This study was carried to investigate the emission characteristics of mercury from domestic and industrial MSW (municipal solid waste) incinerator stacks. The mercury concentration levels of flue gas from 32 MSW incinerators stacks selected were above the criteria level ($5{\mu}g/S\;m^3$). MSWI facilities exceeding the criteria levels in Korea are due to the poor units comparison of combustion chamber(CC)-cyclone(CY)-stack. So, the mercury from MSW incinerators stack were suspected to contaminate the natural system unless the MSW incinerators were properly controlled. Mean-while, the relationship between mercury concentration and temperature of flue gas in MSW incinerator stacks were examined at two temperature ranges (Group A : $29.85{\sim}327.63^{\circ}C$, Group B : $446.9{\sim}848.15^{\circ}C$). The mercury concentration in flue gas with high temperature range was higher than that of flue gas with low temperature rage.
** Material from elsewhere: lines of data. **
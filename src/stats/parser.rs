//! Hiscore payload parsing
//!
//! The payload is plain text: one line per skill, each line
//! `rank,level,experience`. Skills are identified by position only, so a
//! short payload is an error rather than a partial result.

use tracing::debug;

use crate::models::{StatRecord, SKILL_NAMES};

/// Why a payload could not be turned into stat records
#[derive(Debug, Clone, PartialEq, Eq, thiserror::Error)]
pub enum ParseError {
    #[error("expected at least {expected} stat lines, found {found}")]
    MissingLines { expected: usize, found: usize },

    #[error("line {line} ({skill}) is malformed: {reason}")]
    MalformedLine {
        /// 1-based line number
        line: usize,
        skill: &'static str,
        reason: String,
    },
}

/// Parse a hiscore payload into one record per skill, in schema order
///
/// Lines after the skill block (minigames, bosses) are ignored.
pub fn parse_stats(payload: &str) -> Result<Vec<StatRecord>, ParseError> {
    let lines: Vec<&str> = payload.lines().collect();
    if lines.len() < SKILL_NAMES.len() {
        return Err(ParseError::MissingLines {
            expected: SKILL_NAMES.len(),
            found: lines.len(),
        });
    }

    let records = SKILL_NAMES
        .iter()
        .zip(lines.iter())
        .enumerate()
        .map(|(index, (skill, line))| parse_line(index + 1, skill, line))
        .collect::<Result<Vec<_>, _>>()?;

    debug!("Parsed {} stat records", records.len());
    Ok(records)
}

fn parse_line(line_no: usize, skill: &'static str, line: &str) -> Result<StatRecord, ParseError> {
    let malformed = |reason: String| ParseError::MalformedLine {
        line: line_no,
        skill,
        reason,
    };

    let fields: Vec<&str> = line.split(',').map(str::trim).collect();
    if fields.len() < 3 {
        return Err(malformed(format!(
            "expected 3 comma separated fields, found {}",
            fields.len()
        )));
    }

    let number = |field: &str, what: &str| {
        field
            .parse::<i64>()
            .map_err(|_| malformed(format!("{} '{}' is not an integer", what, field)))
    };

    Ok(StatRecord::new(
        skill,
        number(fields[0], "rank")?,
        number(fields[1], "level")?,
        number(fields[2], "experience")?,
    ))
}
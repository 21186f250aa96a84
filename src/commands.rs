//! Command classification
//!
//! The portfolio understands a closed set of commands. Echo commands only
//! display a content block; utility commands have a side effect on the
//! output log or outside the window. Anything else is invalid.

use serde::{Deserialize, Serialize};
use std::fmt;
use tracing::debug;

/// Commands whose only effect is displaying content
#[derive(Debug, Clone, Copy, PartialEq, Eq, Hash, Serialize, Deserialize)]
pub enum EchoCommand {
    Help,
    Whoami,
    Projects,
    Homelab,
    Contact,
    Github,
    Skills,
    Experience,
    Runescape,
}

/// Commands with a side effect
#[derive(Debug, Clone, Copy, PartialEq, Eq, Hash, Serialize, Deserialize)]
pub enum UtilityCommand {
    /// Empty the output log
    Clear,
    /// Replace the log with every content block (`ls -la`)
    ListAll,
    /// Save the CV to the download directory
    Cv,
}

/// Any known command
#[derive(Debug, Clone, Copy, PartialEq, Eq, Hash, Serialize, Deserialize)]
pub enum Command {
    Echo(EchoCommand),
    Utility(UtilityCommand),
}

/// Result of classifying one line of input
#[derive(Debug, Clone, PartialEq, Eq)]
pub enum Classification {
    Echo(EchoCommand),
    Utility(UtilityCommand),
    /// Unknown command, carrying the normalized input
    Invalid(String),
}

impl EchoCommand {
    /// All echo commands in declaration order
    pub const ALL: [EchoCommand; 9] = [
        EchoCommand::Help,
        EchoCommand::Whoami,
        EchoCommand::Projects,
        EchoCommand::Homelab,
        EchoCommand::Contact,
        EchoCommand::Github,
        EchoCommand::Skills,
        EchoCommand::Experience,
        EchoCommand::Runescape,
    ];

    /// Order used by `ls -la`
    pub const LISTING_ORDER: [EchoCommand; 8] = [
        EchoCommand::Help,
        EchoCommand::Whoami,
        EchoCommand::Experience,
        EchoCommand::Skills,
        EchoCommand::Projects,
        EchoCommand::Homelab,
        EchoCommand::Github,
        EchoCommand::Contact,
    ];

    pub fn name(self) -> &'static str {
        match self {
            EchoCommand::Help => "help",
            EchoCommand::Whoami => "whoami",
            EchoCommand::Projects => "projects",
            EchoCommand::Homelab => "homelab",
            EchoCommand::Contact => "contact",
            EchoCommand::Github => "github",
            EchoCommand::Skills => "skills",
            EchoCommand::Experience => "experience",
            EchoCommand::Runescape => "runescape",
        }
    }
}

impl UtilityCommand {
    pub const ALL: [UtilityCommand; 3] = [
        UtilityCommand::Clear,
        UtilityCommand::ListAll,
        UtilityCommand::Cv,
    ];

    pub fn name(self) -> &'static str {
        match self {
            UtilityCommand::Clear => "clear",
            UtilityCommand::ListAll => "ls -la",
            UtilityCommand::Cv => "cv",
        }
    }
}

impl Command {
    /// Every known command, echo commands first
    pub const ALL: [Command; 12] = [
        Command::Echo(EchoCommand::Help),
        Command::Echo(EchoCommand::Whoami),
        Command::Echo(EchoCommand::Projects),
        Command::Echo(EchoCommand::Homelab),
        Command::Echo(EchoCommand::Contact),
        Command::Echo(EchoCommand::Github),
        Command::Echo(EchoCommand::Skills),
        Command::Echo(EchoCommand::Experience),
        Command::Echo(EchoCommand::Runescape),
        Command::Utility(UtilityCommand::Clear),
        Command::Utility(UtilityCommand::ListAll),
        Command::Utility(UtilityCommand::Cv),
    ];

    pub fn name(self) -> &'static str {
        match self {
            Command::Echo(cmd) => cmd.name(),
            Command::Utility(cmd) => cmd.name(),
        }
    }

    /// Exact lookup by name, no normalization
    pub fn from_name(name: &str) -> Option<Command> {
        Command::ALL.into_iter().find(|cmd| cmd.name() == name)
    }
}

impl fmt::Display for Command {
    fn fmt(&self, f: &mut fmt::Formatter<'_>) -> fmt::Result {
        f.write_str(self.name())
    }
}

/// Normalize raw input the way the prompt does before lookup
pub fn normalize(input: &str) -> String {
    input.trim().to_lowercase()
}

/// Classify a line of input
///
/// Input is trimmed and lower-cased first, so `"  WhoAmI "` is `whoami`.
pub fn classify(input: &str) -> Classification {
    let normalized = normalize(input);
    let classification = match Command::from_name(&normalized) {
        Some(Command::Echo(cmd)) => Classification::Echo(cmd),
        Some(Command::Utility(cmd)) => Classification::Utility(cmd),
        None => Classification::Invalid(normalized),
    };
    debug!("Classified {:?} as {:?}", input, classification);
    classification
}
This mean that the temperature of flue gas plays an important role in mercury control in MSW incinerator. The emission characteristics oi mercury was also evaluated by using the correlation matrix between the mercury and NOx, $PM_{10}$, moisture (MO.) at both low temperature and high temperature flue gas ranges. The mercury concentration was mainly affected by NOx, $PM_{10}$. moisture (MO.) at low temperature range, while the mercury concentration at high temperature flue gas was mainly affected by NOx, moisture (MO.). From these results, it was suggested that the temperature of cooling system and the air pollution control device should be properly regulated in order to control mercury of flue gas in MSWI incinerator.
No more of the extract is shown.